The circular is called the Circular on Certain Issues Relating to the Implementation of Protocol II to the Arrangement between Mainland China and the Hong Kong Special Administrative Region on Avoidance of Double Taxation and Prevention of Tax Evasion Regarding Income Taxes (the Agreement), Guo Shui Han  No.685, Circular 685). In January 2008, China’s central government and the government of the Hong Kong Special Administrative Region signed Protocol II to the Agreement (Protocol II) to revise several provisions of the Agreement. Circular 685 clarifies certain issues that have surfaced since Protocol II took effect on June 11, 2008.
Applicability of the 183-Day Rule
Mainland China and Hong Kong are the two different tax jurisdictions concerned in the Agreement. Under the Agreement, when an enterprise incorporated in one jurisdiction provides services on a project (including consulting services) in the other jurisdiction directly or through its employees, and if the services last for a consecutive six months out of any consecutive 12 months, the enterprise will be deemed to have a permanent establishment in the other jurisdiction. In this case, the enterprise may pay taxes in the other jurisdiction on the permanent establishment’s profits. Protocol II changed the abovementioned six months stipulation to 183 days, and Circular 685 clarifies that for service activities of Hong Kong persons in the mainland, this 183-day rule only applies to service activities that start after the effective date of Protocol II. The six-month rule still applies to service activities that started before Protocol II took effect.
Calculation of the Percentage of Real Properties
The Agreement provides that the mainland may collect taxes on Hong Kong residents when these persons receive certain income on properties, and vice versa. Revised by Protocol II, the Agreement provides that one jurisdiction may collect the income tax for gains obtained from the transfer of a company’s equity, if within the three years before the equity transfer over 50 percent of the company’s properties have been composed of real properties located in the collecting jurisdiction.

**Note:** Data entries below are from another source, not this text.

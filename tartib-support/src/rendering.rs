//! Text rendering for human-friendly diagnostics.
//!
//! Error messages name component types a lot. These helpers keep those
//! names readable: paths are joined into chains, module prefixes are
//! stripped, and near-miss names are offered as suggestions.

/// Renders a dependency chain as one line.
///
/// # Examples
/// ```
/// use tartib_support::rendering::render_chain;
///
/// let chain = vec!["UserService", "UserRepo", "UserService"];
/// assert_eq!(render_chain(&chain), "UserService → UserRepo → UserService");
/// ```
pub fn render_chain(chain: &[impl AsRef<str>]) -> String {
    chain
        .iter()
        .map(|entry| entry.as_ref())
        .collect::<Vec<_>>()
        .join(" → ")
}

/// Strips module paths from a type name, inside generics too.
///
/// ```
/// use tartib_support::rendering::shorten_type_name;
///
/// assert_eq!(shorten_type_name("my_app::services::UserService"), "UserService");
/// assert_eq!(
///     shorten_type_name("alloc::sync::Arc<dyn my_app::traits::Logger>"),
///     "Arc<dyn Logger>"
/// );
/// ```
pub fn shorten_type_name(full_name: &str) -> String {
    let mut result = String::with_capacity(full_name.len());
    let mut segment_start = 0;

    for (index, ch) in full_name.char_indices() {
        match ch {
            // A colon ends a path segment; after "::" the start sits past
            // both colons.
            ':' => segment_start = index + 1,
            '<' | '>' | ',' | ' ' | '(' | ')' | '[' | ']' => {
                result.push_str(&full_name[segment_start..index]);
                result.push(ch);
                segment_start = index + 1;
            }
            _ => {}
        }
    }

    result.push_str(&full_name[segment_start..]);
    result
}

/// Picks registered type names close to a requested one.
///
/// Exact short-name matches rank first, then substring matches, then
/// names sharing a prefix of at least three characters. Ties break
/// alphabetically so output is stable.
pub fn suggest_similar(
    requested: &str,
    available: &[&str],
    max_suggestions: usize,
) -> Vec<String> {
    let wanted = shorten_type_name(requested).to_lowercase();

    // Score as (tier, detail): exact short name, then substring, then a
    // shared prefix ranked by its length.
    let mut scored: Vec<((u8, usize), &str)> = available
        .iter()
        .filter_map(|&name| {
            let short = shorten_type_name(name).to_lowercase();
            let score = if short == wanted {
                (3, 0)
            } else if short.contains(&wanted) || wanted.contains(&short) {
                (2, short.len().min(wanted.len()))
            } else {
                let prefix = common_prefix(&short, &wanted);
                if prefix < 3 {
                    return None;
                }
                (1, prefix)
            };
            Some((score, name))
        })
        .collect();

    scored.sort_by(|a, b| b.0.cmp(&a.0).then_with(|| a.1.cmp(b.1)));
    scored
        .into_iter()
        .take(max_suggestions)
        .map(|(_, name)| name.to_string())
        .collect()
}

fn common_prefix(a: &str, b: &str) -> usize {
    a.chars()
        .zip(b.chars())
        .take_while(|(x, y)| x == y)
        .count()
}

#[cfg(test)]
mod tests {
    use super::*;

    #[test]
    fn render_simple_chain() {
        let chain = vec!["A", "B", "C", "A"];
        assert_eq!(render_chain(&chain), "A → B → C → A");
    }

    #[test]
    fn render_single_element_chain() {
        assert_eq!(render_chain(&["A"]), "A");
    }

    #[test]
    fn render_empty_chain() {
        let chain: Vec<&str> = vec![];
        assert_eq!(render_chain(&chain), "");
    }

    #[test]
    fn shorten_simple_path() {
        assert_eq!(
            shorten_type_name("my_app::services::UserService"),
            "UserService"
        );
    }

    #[test]
    fn shorten_with_generics() {
        assert_eq!(
            shorten_type_name("alloc::sync::Arc<dyn my_app::traits::Logger>"),
            "Arc<dyn Logger>"
        );
    }

    #[test]
    fn shorten_tuple_and_nested_generics() {
        assert_eq!(
            shorten_type_name("std::collections::HashMap<alloc::string::String, my_app::Entry>"),
            "HashMap<String, Entry>"
        );
    }

    #[test]
    fn shorten_no_path() {
        assert_eq!(shorten_type_name("String"), "String");
    }

    #[test]
    fn suggest_catches_typos() {
        let available = vec![
            "my_app::UserService",
            "my_app::UserRepository",
            "my_app::Logger",
            "my_app::Database",
        ];

        let suggestions = suggest_similar("UserServise", &available, 3);
        assert!(!suggestions.is_empty());
        assert!(suggestions[0].contains("UserService"));
    }

    #[test]
    fn suggest_prefers_exact_short_name() {
        let available = vec!["other_crate::Database", "my_app::DatabasePool"];
        let suggestions = suggest_similar("my_app::Database", &available, 2);
        assert_eq!(suggestions[0], "other_crate::Database");
    }

    #[test]
    fn suggest_no_match() {
        let available = vec!["my_app::Database"];
        assert!(suggest_similar("XyzQwv", &available, 3).is_empty());
    }

    #[test]
    fn suggest_respects_limit() {
        let available = vec!["a::Store", "b::Store", "c::Store"];
        assert_eq!(suggest_similar("Store", &available, 2).len(), 2);
    }
}
//! Core resolution engine for Tartib DI.

pub mod descriptor;
pub mod error;
pub mod graph;
pub mod key;
pub mod metadata;
pub mod registry;
pub mod resolver;
pub mod source;
pub mod stack;

pub use descriptor::{ComponentDescriptor, ConstructFn, ParamSpec, ResolvedArgs};
pub use error::{ResolveError, Result};
pub use key::ComponentKey;
pub use registry::InstanceRegistry;
pub use resolver::{Resolver, prelude};
pub use source::ComponentSource;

Circular 685 clarifies that relevant book values at the end of each tax year will be used to ascertain the relevant percentage of real properties.
Gain on Equity Transfer
Consistent with Protocol II, Circular 685 provides that a Hong Kong resident’s gain from the transfer of equity interest or other interest in a mainland company is subject to tax in the mainland if the resident directly or indirectly owned more than 25% of the equity in the mainland company at any time during the 12-month period preceding the transfer. The previous rule did not stipulate the 12- month timeframe for review of the ownership.
Circular 685 overrides any inconsistent previous interpretations on the relevant issues made by the state tax authorities.